要是你有很多台电脑,就不怕封 IP,这台不行那台上。在以往,这是难以实现的愿望,但如今拜云计算所赐,租用一台云主机的成本极低,每台云主机都有一个独立 IP,并且还允许按小时租用。

不用我说也知道该怎么做了吧,租多台云主机,每台只租用一小时,抓一些数据后也差不多该被封了,立即导出数据,释放云主机。

市场上的云主机这么多,选用哪家的性价比高呢?阿里云和美团云是我重点比较的两家。

阿里云价格配置

美团网价格配置

从配置上看,美团云的性价比显然高出阿里云好多。除此之外,美团云还有以下优势:

  1. 支持的 Linux 版本多,而且很跟潮流,像 ubuntu14 已经在列了
  2. 创建和销毁虚拟机的速度极快,更改带宽等配置实时生效无需重启
  3. Web 端的控制台支持向里面复制粘贴,而且不用每次都输入 VNC 密码

以上这些优势,有很多都是牺牲了安全性换来便捷性。在有些情况下,这正是我们要的,尤其对于朝生暮死的网络爬虫,谈安全简直是吃饱了撑的。

出于对大厂的迷信,我还是会把关键业务跑在阿里云上,无关紧要的脏活累活,就尽管交给高性价比的美团云。

附录:几个重要的 curl 命令参数

--connect-timeout <seconds>

Maximum time in seconds that you allow the connection to the server to take. This only limits the connection phase, once curl has connected this option is of no more use. Since 7.32.0, this option accepts decimal values, but the actual timeout will decrease in accuracy as the specified timeout increases in decimal precision. See also the -m, –max-time option.
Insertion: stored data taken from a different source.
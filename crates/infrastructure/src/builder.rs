use application::{InMemoryStorage, Storage};
use config::DatabaseConfig;
use thiserror::Error;

use crate::{
    migrations::MIGRATOR,
    repository::{create_pg_pool, PgStorage},
};

#[derive(Debug, Error)]
pub enum InfrastructureError {
    #[error("database error: {0}")]
    Database(#[from] sqlx::Error),
    #[error("migration error: {0}")]
    Migration(#[from] sqlx::migrate::MigrateError),
}

/// 按配置选择的存储后端
#[derive(Clone)]
pub enum Infrastructure {
    Postgres(PgStorage),
    InMemory(InMemoryStorage),
}

impl Infrastructure {
    /// 配置了数据库地址时连接 PostgreSQL 并执行迁移，否则使用内存存储
    pub async fn connect(config: &DatabaseConfig) -> Result<Self, InfrastructureError> {
        let Some(url) = config.url.as_deref() else {
            tracing::warn!("未配置数据库，使用内存存储，重启后数据丢失");
            return Ok(Self::InMemory(InMemoryStorage::new()));
        };

        let pool = create_pg_pool(url, config.max_connections).await?;
        MIGRATOR.run(&pool).await?;
        tracing::info!(max_connections = config.max_connections, "数据库连接池已就绪");

        Ok(Self::Postgres(PgStorage::new(pool)))
    }

    pub fn storage(&self) -> Storage {
        match self {
            Infrastructure::Postgres(pg) => pg.storage(),
            Infrastructure::InMemory(memory) => memory.storage(),
        }
    }

    pub fn backend(&self) -> &'static str {
        match self {
            Infrastructure::Postgres(_) => "postgres",
            Infrastructure::InMemory(_) => "memory",
        }
    }
}
use std::sync::{Mutex, PoisonError};
use std::time::Duration;

use chrono::Utc;
use domain::Timestamp;

pub trait Clock: Send + Sync {
    fn now(&self) -> Timestamp;
}

#[derive(Debug, Default)]
pub struct SystemClock;

impl Clock for SystemClock {
    fn now(&self) -> Timestamp {
        Utc::now()
    }
}

/// 手动推进的时钟，用于时间窗口相关的测试
#[derive(Debug)]
pub struct ManualClock {
    now: Mutex<Timestamp>,
}

impl ManualClock {
    pub fn new(start: Timestamp) -> Self {
        Self {
            now: Mutex::new(start),
        }
    }

    pub fn advance(&self, by: Duration) {
        let delta = chrono::Duration::from_std(by).unwrap_or_else(|_| chrono::Duration::zero());
        let mut now = self.now.lock().unwrap_or_else(PoisonError::into_inner);
        *now += delta;
    }
}

impl Default for ManualClock {
    fn default() -> Self {
        Self::new(Utc::now())
    }
}

impl Clock for ManualClock {
    fn now(&self) -> Timestamp {
        *self.now.lock().unwrap_or_else(PoisonError::into_inner)
    }
}
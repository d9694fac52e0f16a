//! 领域模型错误定义

use thiserror::Error;

/// 领域模型错误类型
#[derive(Error, Debug, Clone, PartialEq, Eq)]
pub enum DomainError {
    /// 参数校验失败（空消息体、缺少目标等）
    #[error("invalid argument {field}: {reason}")]
    InvalidArgument { field: String, reason: String },

    #[error("group not found")]
    GroupNotFound,

    #[error("user is not a member of the group")]
    NotGroupMember,
}

impl DomainError {
    /// 创建参数校验错误
    pub fn invalid_argument(field: impl Into<String>, reason: impl Into<String>) -> Self {
        Self::InvalidArgument {
            field: field.into(),
            reason: reason.into(),
        }
    }
}

/// 领域模型结果类型
pub type DomainResult<T> = Result<T, DomainError>;

/// 存储协作方返回的错误
#[derive(Error, Debug)]
pub enum RepositoryError {
    #[error("record not found")]
    NotFound,
    #[error("record already exists")]
    Conflict,
    #[error("storage failure: {message}")]
    Storage {
        message: String,
        #[source]
        source: Option<Box<dyn std::error::Error + Send + Sync>>,
    },
}

impl RepositoryError {
    pub fn storage(message: impl Into<String>) -> Self {
        Self::Storage {
            message: message.into(),
            source: None,
        }
    }

    pub fn storage_with_source(
        message: impl Into<String>,
        source: impl std::error::Error + Send + Sync + 'static,
    ) -> Self {
        Self::Storage {
            message: message.into(),
            source: Some(Box::new(source)),
        }
    }
}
If this option is used several times, the last one will be used.

--create-dirs

When used in conjunction with the -o option, curl will create the necessary local directory hierarchy as needed. This option creates the dirs mentioned with the -o option, nothing else. If the -o file name uses no dir or if the dirs it mentions already exist, no dir will be created.

To create remote directories when using FTP or SFTP, try –ftp-create-dirs.

-f, --fail

(HTTP) Fail silently (no output at all) on server errors. This is mostly done to better enable scripts etc to better deal with failed attempts. In normal cases when an HTTP server fails to deliver a document, it returns an HTML document stating so (which often also describes why and more). This flag will prevent curl from outputting that and return error 22.

This method is not fail-safe and there are occasions where non-successful response codes will slip through, especially when authentication is involved (response codes 401 and 407).

--retry <num>

If a transient error is returned when curl tries to perform a transfer, it will retry this number of times before giving up. Setting the number to 0 makes curl do no retries (which is the default). Transient error means either: a timeout, an FTP 4xx response code or an HTTP 5xx response code.

When curl is about to retry a transfer, it will first wait one second and then for all forthcoming retries it will double the waiting time until it reaches 10 minutes which then will be the delay between the rest of the retries. By using –retry-delay you disable this exponential backoff algorithm. See also –retry-max-time to limit the total time allowed for retries. (Added in 7.12.3)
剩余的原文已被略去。